A proposito di atteggiarsi ad antipatica: più volte, ha scatenato polemiche social rispondendo sprezzante a chi l’accusava di ostentare la sua ricchezza.
«Per me, l’immagine della str...a era più efficace rispetto a quella di una donna incapace di gestire la quotidianità. Ed essere una famiglia pubblica amplifica tutto: l’altra faccia della popolarità che ci ha dato benessere e libertà è che ti senti osservata e tutti credono di poterti giudicare».
Essere «la moglie di» può non essere solo piacevole?
«Quando io e Paolo ci siamo fidanzati, ho scelto di lasciare la ribalta e lavorare dietro le quinte. Non volevo essere quella chiamata in tv solo perché sta con Bonolis e non volevo essere la moglie mantenuta. Ho messo a frutto la mia laurea, ho iniziato lavorando col manager di Paolo e, dalle fotocopie, sono passata a fare i casting, poi a produrre i programmi. Così, sono diventata “l’imprevedibile signora Bonolis”, quella da gestire. Poi, mi sono messa in proprio e dicevano che ero cara, perché ero un obolo da pagare per avere lui, il più amato. In realtà, ho assunto persone a tempo pieno, dato stabilità a intere famiglie».
Fa ancora shopping compulsivo?
«Quando ho traslocato nella casa nuova, guardando la mia cabina armadio, ho pensato: questa è la mia cartella clinica. Era un delirio di loghi di stilisti, scarpe, borse... Ho cercato conforto nel lusso e so di aver infastidito chi aveva problemi diversi. Ma era tutto collegato: fra una borsa grande e una piccola sceglievo quella grande perché amavo pensare: me la posso permettere. Era il modo di dirmi che potevo avere tutto, perché in realtà quello che volevo era la salute di mia figlia, che era impossibile. Oggi, il vuoto non c’è più, lo riempiono i figli. E ho un’altra compulsione, quella di renderli felici».
In mezzo, ci sono stati gli attacchi di panico.
«Davide aveva sei anni. Ho voluto una vacanza a New York solo io, lui e Paolo, come una famiglia normale, senza tate e con Silvia a casa coi nonni. Invece, arriviamo e mi monta un’ansia inspiegabile. Non respiro, il cuore impazzisce, sono certa che sia un infarto. Il medico che mi visita lo esclude, mi dà dei tranquillanti, ma passo quattro giorni con un peso alla gola, il corpo bloccato. La verità, lo capisco solo ora, è che intuivo che fingersi una famiglia normale era un’illusione».

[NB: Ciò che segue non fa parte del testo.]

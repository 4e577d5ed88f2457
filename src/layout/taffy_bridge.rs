//! Taffy Bridge - Integration with the Taffy layout engine
//!
//! Converts a native node's [`NodeStyle`] to a Taffy style, adapts measure
//! callbacks between logical units and solver points, and turns Taffy's
//! resolved rectangles into scene-space geometry.

use std::rc::Rc;

use taffy::{
    AlignContent as TaffyAlignContent, AlignItems as TaffyAlignItems, AvailableSpace,
    Dimension as TaffyDimension, Display as TaffyDisplay, FlexDirection as TaffyFlexDirection,
    FlexWrap as TaffyFlexWrap, JustifyContent as TaffyJustifyContent, Layout, LengthPercentage,
    LengthPercentageAuto, Overflow as TaffyOverflow, Point, Position as TaffyPosition, Rect, Size,
    Style,
};

use crate::types::{
    Align, Bounds, Display, Edges, FlexDirection, FlexWrap, Inset, JustifyContent, Length,
    Overflow, PositionType,
};

use super::node_style::NodeStyle;

// =============================================================================
// DIMENSION CONVERSION
// =============================================================================

/// Convert a solver-unit Length to Taffy's Dimension.
fn to_taffy_dimension(length: Length) -> TaffyDimension {
    match length {
        Length::Auto => TaffyDimension::Auto,
        Length::Points(n) => TaffyDimension::Length(n),
        Length::Percent(p) => TaffyDimension::Percent(p / 100.0),
    }
}

/// Convert a solver-unit Length to Taffy's LengthPercentageAuto.
fn to_taffy_lpa(length: Length) -> LengthPercentageAuto {
    match length {
        Length::Auto => LengthPercentageAuto::Auto,
        Length::Points(n) => LengthPercentageAuto::Length(n),
        Length::Percent(p) => LengthPercentageAuto::Percent(p / 100.0),
    }
}

/// Convert a solver-unit Length to Taffy's LengthPercentage.
///
/// The setter table never stores `Auto` on these fields; it maps to zero.
fn to_taffy_lp(length: Length) -> LengthPercentage {
    match length {
        Length::Auto => LengthPercentage::Length(0.0),
        Length::Points(n) => LengthPercentage::Length(n),
        Length::Percent(p) => LengthPercentage::Percent(p / 100.0),
    }
}

fn to_taffy_rect<T>(edges: Edges<Length>, convert: impl Fn(Length) -> T) -> Rect<T> {
    Rect {
        left: convert(edges.left),
        right: convert(edges.right),
        top: convert(edges.top),
        bottom: convert(edges.bottom),
    }
}

// =============================================================================
// ENUM CONVERSIONS
// =============================================================================

// One-to-one keyword mappings, in declaration order.

impl From<JustifyContent> for TaffyJustifyContent {
    fn from(justify: JustifyContent) -> Self {
        use JustifyContent as J;
        match justify {
            J::FlexStart => Self::FlexStart,
            J::Center => Self::Center,
            J::FlexEnd => Self::FlexEnd,
            J::SpaceBetween => Self::SpaceBetween,
            J::SpaceAround => Self::SpaceAround,
            J::SpaceEvenly => Self::SpaceEvenly,
        }
    }
}

impl From<FlexDirection> for TaffyFlexDirection {
    fn from(direction: FlexDirection) -> Self {
        match direction {
            FlexDirection::Column => Self::Column,
            FlexDirection::ColumnReverse => Self::ColumnReverse,
            FlexDirection::Row => Self::Row,
            FlexDirection::RowReverse => Self::RowReverse,
        }
    }
}

impl From<FlexWrap> for TaffyFlexWrap {
    fn from(wrap: FlexWrap) -> Self {
        match wrap {
            FlexWrap::NoWrap => Self::NoWrap,
            FlexWrap::Wrap => Self::Wrap,
            FlexWrap::WrapReverse => Self::WrapReverse,
        }
    }
}

/// Item alignment (alignItems / alignSelf). `Auto` leaves it to the parent.
///
/// Taffy has no distributed item alignment; space-between and space-around
/// use their CSS fallbacks (flex-start and center).
fn to_taffy_align_items(align: Align) -> Option<TaffyAlignItems> {
    match align {
        Align::Auto => None,
        Align::FlexStart | Align::SpaceBetween => Some(TaffyAlignItems::FlexStart),
        Align::Center | Align::SpaceAround => Some(TaffyAlignItems::Center),
        Align::FlexEnd => Some(TaffyAlignItems::FlexEnd),
        Align::Stretch => Some(TaffyAlignItems::Stretch),
        Align::Baseline => Some(TaffyAlignItems::Baseline),
    }
}

/// Line alignment (alignContent). Baseline has no line form and falls back to flex-start.
fn to_taffy_align_content(align: Align) -> Option<TaffyAlignContent> {
    match align {
        Align::Auto => None,
        Align::FlexStart | Align::Baseline => Some(TaffyAlignContent::FlexStart),
        Align::Center => Some(TaffyAlignContent::Center),
        Align::FlexEnd => Some(TaffyAlignContent::FlexEnd),
        Align::Stretch => Some(TaffyAlignContent::Stretch),
        Align::SpaceBetween => Some(TaffyAlignContent::SpaceBetween),
        Align::SpaceAround => Some(TaffyAlignContent::SpaceAround),
    }
}

fn to_taffy_overflow(overflow: Overflow) -> TaffyOverflow {
    match overflow {
        Overflow::Visible => TaffyOverflow::Visible,
        Overflow::Hidden => TaffyOverflow::Hidden,
        Overflow::Scroll => TaffyOverflow::Scroll,
    }
}

fn to_taffy_position(position: PositionType) -> TaffyPosition {
    match position {
        PositionType::Relative => TaffyPosition::Relative,
        PositionType::Absolute => TaffyPosition::Absolute,
    }
}

fn to_taffy_display(display: Display) -> TaffyDisplay {
    match display {
        Display::Flex => TaffyDisplay::Flex,
        Display::None => TaffyDisplay::None,
    }
}

// =============================================================================
// STYLE BUILDING
// =============================================================================

/// Build a Taffy Style from a native node's attribute record.
pub fn to_taffy_style(style: &NodeStyle) -> Style {
    let overflow = to_taffy_overflow(style.overflow);

    Style {
        display: to_taffy_display(style.display),
        position: to_taffy_position(style.position_type),
        inset: to_taffy_rect(style.position, to_taffy_lpa),

        // Flex container properties
        flex_direction: style.flex_direction.into(),
        flex_wrap: style.flex_wrap.into(),
        justify_content: Some(style.justify_content.into()),
        align_items: to_taffy_align_items(style.align_items),
        align_content: to_taffy_align_content(style.align_content),

        // Flex item properties
        flex_grow: style.flex_grow,
        flex_shrink: style.flex_shrink,
        flex_basis: to_taffy_dimension(style.flex_basis),
        align_self: to_taffy_align_items(style.align_self),

        // Dimensions
        size: Size {
            width: to_taffy_dimension(style.width),
            height: to_taffy_dimension(style.height),
        },
        min_size: Size {
            width: to_taffy_dimension(style.min_width),
            height: to_taffy_dimension(style.min_height),
        },
        max_size: Size {
            width: to_taffy_dimension(style.max_width),
            height: to_taffy_dimension(style.max_height),
        },
        aspect_ratio: style.aspect_ratio,

        // Spacing
        margin: to_taffy_rect(style.margin, to_taffy_lpa),
        padding: to_taffy_rect(style.padding, to_taffy_lp),
        border: to_taffy_rect(style.border, to_taffy_lp),
        gap: Size {
            width: to_taffy_lp(style.column_gap),
            height: to_taffy_lp(style.row_gap),
        },

        overflow: Point {
            x: overflow,
            y: overflow,
        },

        ..Default::default()
    }
}

// =============================================================================
// MEASUREMENT
// =============================================================================

/// Intrinsic size callback of a leaf node, in logical units.
///
/// Receives the dimensions the solver already knows and the space available
/// to the node; returns the content size.
pub type MeasureFunc = Rc<dyn Fn(Size<Option<f32>>, Size<AvailableSpace>) -> Size<f32>>;

/// Taffy node context of a measured leaf.
#[derive(Clone)]
pub struct MeasureContext {
    pub func: MeasureFunc,
    pub precision: f32,
}

/// Measure function handed to Taffy: converts solver points to logical units
/// around the user callback.
pub fn measure_node(
    known_dimensions: Size<Option<f32>>,
    available_space: Size<AvailableSpace>,
    context: Option<&mut MeasureContext>,
) -> Size<f32> {
    let Some(context) = context else {
        return Size::ZERO;
    };
    let precision = context.precision;

    let to_logical = |space: AvailableSpace| match space {
        AvailableSpace::Definite(points) => AvailableSpace::Definite(points * precision),
        other => other,
    };

    let measured = (context.func)(
        Size {
            width: known_dimensions.width.map(|w| w * precision),
            height: known_dimensions.height.map(|h| h * precision),
        },
        Size {
            width: to_logical(available_space.width),
            height: to_logical(available_space.height),
        },
    );

    Size {
        width: measured.width / precision,
        height: measured.height / precision,
    }
}

// =============================================================================
// RESULT EXTRACTION
// =============================================================================

/// A node's solved geometry in scene units.
#[derive(Debug, Clone, Copy, PartialEq, Default)]
pub struct SceneLayout {
    /// `[[offsetX, offsetY], [width, height]]`.
    pub outer_bounds: Bounds,
    pub size: [f32; 2],
    /// Center relative to the parent's center, y up.
    pub relative_center: [f32; 2],
    pub border_inset: Inset,
    pub padding_inset: Inset,
    pub max_scroll_position: [f32; 2],
}

fn to_inset(rect: Rect<f32>, scale: f32) -> Inset {
    [rect.top * scale, rect.right * scale, rect.bottom * scale, rect.left * scale]
}

/// Convert a Taffy layout (top-left origin, y down, points, relative to the
/// parent box) into scene space.
///
/// `parent_size` is the parent's resolved size in points; a root passes its own.
/// `scale` is `pixel_size * precision`.
pub fn to_scene_layout(
    layout: &Layout,
    parent_size: Size<f32>,
    scale: f32,
    overflow: Overflow,
) -> SceneLayout {
    let width = layout.size.width;
    let height = layout.size.height;

    let center_x = layout.location.x + width * 0.5 - parent_size.width * 0.5;
    let center_y = layout.location.y + height * 0.5 - parent_size.height * 0.5;

    let size = [width * scale, height * scale];
    // scene y grows upward
    let relative_center = [center_x * scale, -center_y * scale];

    let max_scroll_position = if overflow == Overflow::Scroll {
        [
            (layout.content_size.width - width).max(0.0) * scale,
            (layout.content_size.height - height).max(0.0) * scale,
        ]
    } else {
        [0.0, 0.0]
    };

    SceneLayout {
        outer_bounds: [relative_center, size],
        size,
        relative_center,
        border_inset: to_inset(layout.border, scale),
        padding_inset: to_inset(layout.padding, scale),
        max_scroll_position,
    }
}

Anche allora andò avanti fingendosi forte?
«Certo. E gli attacchi di panico sono tornati. E poi sono arrivati anche i disturbi alimentari. Volevo perdere i chili presi con la terza gravidanza, quindi, smetto di mangiare, divento anemica. Mi ha salvata Davide. Aveva dieci anni. Io ero chiusa in camera, dormivo tutto il giorno. Finché lui viene e mi dice: “Mamma, ma tu muori?”. Quella frase mi ha svegliata. Mi sono detta: non posso lasciarmi andare, ho dei figli. Finalmente, mi sono fatta aiutare. Sono stata dallo psichiatra, ho preso i farmaci, è stato un viaggio lungo».
Dopo l’annuncio della separazione, le sono stati attribuiti dei tradimenti.

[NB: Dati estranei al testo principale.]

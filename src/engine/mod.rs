//! Layout Engine - the solver handle and the reactive node tree.
//!
//! - [`Engine`]: one shared Taffy tree
//! - [`EngineHandle`]: reactive cell the engine is resolved into, possibly late
//! - [`FlexNode`]: a tree node; buffers, commits, solves, and publishes signals

mod flex_node;
mod handle;
mod native;

pub use flex_node::FlexNode;
pub use handle::{Engine, EngineHandle, SolverTree};
//! # spark-flex
//!
//! Reactive flexbox layout tree for Rust.
//!
//! Built on [spark-signals](https://github.com/RLabs-Inc/spark-signals) for
//! fine-grained reactivity and [Taffy](https://github.com/DioxusLabs/taffy)
//! for flexbox computation.
//!
//! ## Architecture
//!
//! ```text
//! set_property → pending map → finalize_properties → NodeStyle → taffy::Style
//!                                                                     │
//! outer_bounds signal ← scene transform ← taffy::Layout ← calculate_layout
//! ```
//!
//! The solver is reached through an [`EngineHandle`] that may resolve after
//! nodes are created and configured. Nothing is lost in between: the last
//! commit is replayed when the engine appears.
//!
//! ## Modules
//!
//! - [`types`] - Property values, lengths, edges, keyword enums
//! - [`engine`] - Engine handle and the [`FlexNode`] tree
//! - [`layout`] - Property setter table and the Taffy bridge
//! - [`config`] - Unit configuration
//! - [`error`] - Error type

pub mod config;
pub mod engine;
pub mod error;
pub mod layout;
pub mod types;

pub use config::LayoutConfig;
pub use engine::{Engine, EngineHandle, FlexNode};
pub use error::{FlexError, FlexResult};
pub use layout::{MeasureFunc, Property, SceneLayout};
pub use types::{Bounds, Inset, PropertyValue, ZERO_BOUNDS};
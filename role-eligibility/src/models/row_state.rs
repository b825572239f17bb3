//! Per-row computed state and the per-suite container it is built from.

use super::role::{RoleId, Suite};
use serde::Serialize;
use std::collections::BTreeSet;

/// One value per suite.
#[derive(Debug, Clone, Default, PartialEq, Eq, Serialize)]
pub struct PerSuite<T> {
    pub spice: T,
    pub reports: T,
    pub insights: T,
}

impl<T> PerSuite<T> {
    pub fn from_fn(mut f: impl FnMut(Suite) -> T) -> Self {
        Self {
            spice: f(Suite::Spice),
            reports: f(Suite::Reports),
            insights: f(Suite::Insights),
        }
    }

    pub fn get(&self, suite: Suite) -> &T {
        match suite {
            Suite::Spice => &self.spice,
            Suite::Reports => &self.reports,
            Suite::Insights => &self.insights,
        }
    }

    pub fn get_mut(&mut self, suite: Suite) -> &mut T {
        match suite {
            Suite::Spice => &mut self.spice,
            Suite::Reports => &mut self.reports,
            Suite::Insights => &mut self.insights,
        }
    }

    pub fn iter(&self) -> impl Iterator<Item = (Suite, &T)> {
        Suite::ALL.into_iter().map(move |suite| (suite, self.get(suite)))
    }
}

/// Visibility of the dependent pickers on a row.
#[derive(Debug, Clone, Copy, Default, PartialEq, Eq, Serialize)]
#[serde(rename_all = "camelCase")]
pub struct Visibility {
    pub villages: bool,
    pub spice_facility: bool,
    pub report_facility: bool,
    pub insight_facility: bool,
    pub community_unit: bool,
}

impl Visibility {
    /// Facility picker flag belonging to `suite`.
    pub fn facility_mut(&mut self, suite: Suite) -> &mut bool {
        match suite {
            Suite::Spice => &mut self.spice_facility,
            Suite::Reports => &mut self.report_facility,
            Suite::Insights => &mut self.insight_facility,
        }
    }

    pub fn facility(&self, suite: Suite) -> bool {
        match suite {
            Suite::Spice => self.spice_facility,
            Suite::Reports => self.report_facility,
            Suite::Insights => self.insight_facility,
        }
    }
}

#[derive(Debug, Clone, Default, PartialEq, Eq, Serialize)]
#[serde(rename_all = "camelCase")]
pub struct RowState {
    /// Picker contents per suite, in display order.
    pub option_ids: PerSuite<Vec<RoleId>>,
    pub disabled_role_ids: PerSuite<BTreeSet<RoleId>>,
    pub visibility: Visibility,
    #[serde(rename = "isCHA")]
    pub is_cha: bool,
    #[serde(rename = "isCHWorCHP")]
    pub is_chw_or_chp: bool,
}

impl RowState {
    pub fn is_disabled(&self, suite: Suite, id: RoleId) -> bool {
        self.disabled_role_ids.get(suite).contains(&id)
    }

    pub fn is_offered(&self, suite: Suite, id: RoleId) -> bool {
        self.option_ids.get(suite).contains(&id)
    }
}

«C’è stato qualcuno che, non sapendo com’era il mio rapporto con Paolo, ha pensato di potermi attaccare. Ma c’è stata una sola infedeltà e lontana nel tempo: prima della nascita di Adele».

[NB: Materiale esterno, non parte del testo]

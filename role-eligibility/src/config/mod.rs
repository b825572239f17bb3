use crate::error::EligibilityError;
use crate::models::{Context, ContextBuilder, DeploymentMode};
use console_core::config::{self as core_config, load_layered};
use serde::Deserialize;

/// Deployment-wide settings for the eligibility engine.
///
/// Read from an optional `eligibility.{toml,yaml,json}` file and
/// `ELIGIBILITY__*` environment variables.
#[derive(Debug, Clone, Deserialize)]
pub struct EligibilityConfig {
    #[serde(flatten)]
    pub common: core_config::Config,
    #[serde(default)]
    pub deployment_mode: DeploymentMode,
}

impl EligibilityConfig {
    pub fn load() -> Result<Self, EligibilityError> {
        Self::load_from("eligibility", "ELIGIBILITY")
    }

    pub fn load_from(file: &str, env_prefix: &str) -> Result<Self, EligibilityError> {
        let config: Self = load_layered(file, env_prefix)?;
        tracing::debug!(
            deployment_mode = ?config.deployment_mode,
            service = %config.common.service_name,
            "Eligibility configuration loaded"
        );
        Ok(config)
    }

    /// Start a form-session context for this deployment.
    pub fn context_builder(&self) -> ContextBuilder {
        Context::builder(self.deployment_mode)
    }
}
//! Role model - catalog entries fetched per tenant, grouped by suite.

use serde::{Deserialize, Serialize};
use std::fmt;

/// Tenant-specific role identifier. Rule matching never uses it; see [`Role::name`].
#[derive(Debug, Clone, Copy, PartialEq, Eq, PartialOrd, Ord, Hash, Serialize, Deserialize)]
#[serde(transparent)]
pub struct RoleId(pub u64);

impl fmt::Display for RoleId {
    fn fmt(&self, f: &mut fmt::Formatter<'_>) -> fmt::Result {
        write!(f, "{}", self.0)
    }
}

/// Independent access domains a user can hold roles in.
#[derive(Debug, Clone, Copy, PartialEq, Eq, PartialOrd, Ord, Hash, Serialize, Deserialize)]
#[serde(rename_all = "UPPERCASE")]
pub enum Suite {
    /// Operational access.
    Spice,
    Reports,
    Insights,
}

impl Suite {
    pub const ALL: [Suite; 3] = [Suite::Spice, Suite::Reports, Suite::Insights];

    pub fn as_str(&self) -> &'static str {
        match self {
            Suite::Spice => "SPICE",
            Suite::Reports => "REPORTS",
            Suite::Insights => "INSIGHTS",
        }
    }

    /// Map a catalog `groupName` onto a suite. Unknown or empty names are inert.
    pub fn parse(group_name: &str) -> Option<Self> {
        match group_name.trim().to_ascii_uppercase().as_str() {
            "SPICE" => Some(Suite::Spice),
            "REPORTS" => Some(Suite::Reports),
            "INSIGHTS" => Some(Suite::Insights),
            _ => None,
        }
    }
}

impl fmt::Display for Suite {
    fn fmt(&self, f: &mut fmt::Formatter<'_>) -> fmt::Result {
        f.write_str(self.as_str())
    }
}

/// Deployment flavour of the console; also used for a role's `appTypes`.
#[derive(Debug, Clone, Copy, PartialEq, Eq, Hash, Default, Serialize, Deserialize)]
#[serde(rename_all = "SCREAMING_SNAKE_CASE")]
pub enum DeploymentMode {
    #[default]
    #[serde(alias = "community")]
    Community,
    #[serde(alias = "non_community", alias = "nonCommunity")]
    NonCommunity,
}

/// Role entity as served by the role catalog endpoint.
#[derive(Debug, Clone, PartialEq, Eq, Serialize, Deserialize)]
#[serde(rename_all = "camelCase")]
pub struct Role {
    pub id: RoleId,
    /// Stable business key used for rule matching.
    pub name: String,
    #[serde(default)]
    pub group_name: String,
    #[serde(default)]
    pub display_name: Option<String>,
    #[serde(default)]
    pub suite_access_name: String,
    #[serde(default)]
    pub app_types: Vec<DeploymentMode>,
    #[serde(default)]
    pub level: Option<u32>,
    #[serde(default)]
    pub tenant_ids: Vec<u64>,
}

impl Role {
    /// Create a displayable role in the given suite.
    pub fn new(id: u64, name: &str, suite: Suite) -> Self {
        Self {
            id: RoleId(id),
            name: name.to_string(),
            group_name: suite.as_str().to_string(),
            display_name: Some(humanize(name)),
            suite_access_name: String::new(),
            app_types: Vec::new(),
            level: None,
            tenant_ids: Vec::new(),
        }
    }

    pub fn with_display_name(mut self, display_name: Option<&str>) -> Self {
        self.display_name = display_name.map(str::to_string);
        self
    }

    pub fn with_suite_access_name(mut self, suite_access_name: &str) -> Self {
        self.suite_access_name = suite_access_name.to_string();
        self
    }

    pub fn suite(&self) -> Option<Suite> {
        Suite::parse(&self.group_name)
    }

    /// Internal-only roles carry no display name and are never pickable.
    pub fn is_internal(&self) -> bool {
        self.display_name
            .as_deref()
            .is_none_or(|name| name.trim().is_empty())
    }

    /// Roles granted through the admin web suite.
    pub fn is_admin_suite(&self) -> bool {
        self.suite_access_name.eq_ignore_ascii_case("admin")
    }

    /// Label shown in the picker; falls back to the business key.
    pub fn display_label(&self) -> &str {
        match self.display_name.as_deref() {
            Some(label) if !label.trim().is_empty() => label,
            _ => &self.name,
        }
    }
}

/// Turn `PEER_SUPERVISOR` into `Peer Supervisor`.
fn humanize(name: &str) -> String {
    name.split('_')
        .filter(|part| !part.is_empty())
        .map(|part| {
            let lower = part.to_ascii_lowercase();
            let mut chars = lower.chars();
            match chars.next() {
                Some(first) => first.to_ascii_uppercase().to_string() + chars.as_str(),
                None => String::new(),
            }
        })
        .collect::<Vec<_>>()
        .join(" ")
}

/// Roles of `selection` that belong to `suite`.
pub fn roles_in_suite(selection: &[Role], suite: Suite) -> Vec<&Role> {
    selection
        .iter()
        .filter(|role| role.suite() == Some(suite))
        .collect()
}

/// True if any role in `selection` carries one of `names`.
pub fn has_any(selection: &[Role], names: &[&str]) -> bool {
    selection.iter().any(|role| names.contains(&role.name.as_str()))
}

#[cfg(test)]
mod tests {
    use super::*;

    #[test]
    fn test_suite_parse_is_case_insensitive() {
        assert_eq!(Suite::parse("spice"), Some(Suite::Spice));
        assert_eq!(Suite::parse(" Reports "), Some(Suite::Reports));
        assert_eq!(Suite::parse("INSIGHTS"), Some(Suite::Insights));
        assert_eq!(Suite::parse(""), None);
        assert_eq!(Suite::parse("ADMIN"), None);
    }

    #[test]
    fn test_missing_group_name_is_inert() {
        let json = r#"{"id": 7, "name": "PROVIDER", "displayName": "Provider"}"#;
        let role: Role = serde_json::from_str(json).unwrap();
        assert_eq!(role.group_name, "");
        assert_eq!(role.suite(), None);
    }

    #[test]
    fn test_internal_roles_have_no_display_name() {
        let role = Role::new(1, "SYSTEM", Suite::Spice);
        assert!(!role.is_internal());
        assert!(role.clone().with_display_name(None).is_internal());
        assert!(role.with_display_name(Some("  ")).is_internal());
    }

    #[test]
    fn test_display_label_and_humanize() {
        let role = Role::new(2, "PEER_SUPERVISOR", Suite::Spice);
        assert_eq!(role.display_label(), "Peer Supervisor");
        let hidden = role.with_display_name(None);
        assert_eq!(hidden.display_label(), "PEER_SUPERVISOR");
    }

    #[test]
    fn test_deployment_mode_accepts_config_spelling() {
        let mode: DeploymentMode = serde_json::from_str("\"non_community\"").unwrap();
        assert_eq!(mode, DeploymentMode::NonCommunity);
        let mode: DeploymentMode = serde_json::from_str("\"COMMUNITY\"").unwrap();
        assert_eq!(mode, DeploymentMode::Community);
    }

    #[test]
    fn test_admin_suite_flag() {
        let role = Role::new(3, "REGION_ADMIN", Suite::Spice).with_suite_access_name("Admin");
        assert!(role.is_admin_suite());
        assert!(!Role::new(4, "PROVIDER", Suite::Spice).is_admin_suite());
    }
}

Che amore è quello col suo nuovo compagno, il ballerino Angelo Madonia?
«Maturo, vero. Lui è più giovane di me, ma per esperienza, è più grande. Ha due figlie da due madri diverse, ha vissuto in Cina, sa che i miei figli vengono prima di tutto».
Alla fine, cos’è «quello che rimane»?
«Aver imparato qualcosa che posso insegnare ai miei figli, perché non commettano i miei stessi errori. Per tutta la vita, ho creduto che essere forte significasse non crollare mai, invece, la vera forza è sapere dire “non ce la faccio”, mostrare le fragilità e farsi aiutare».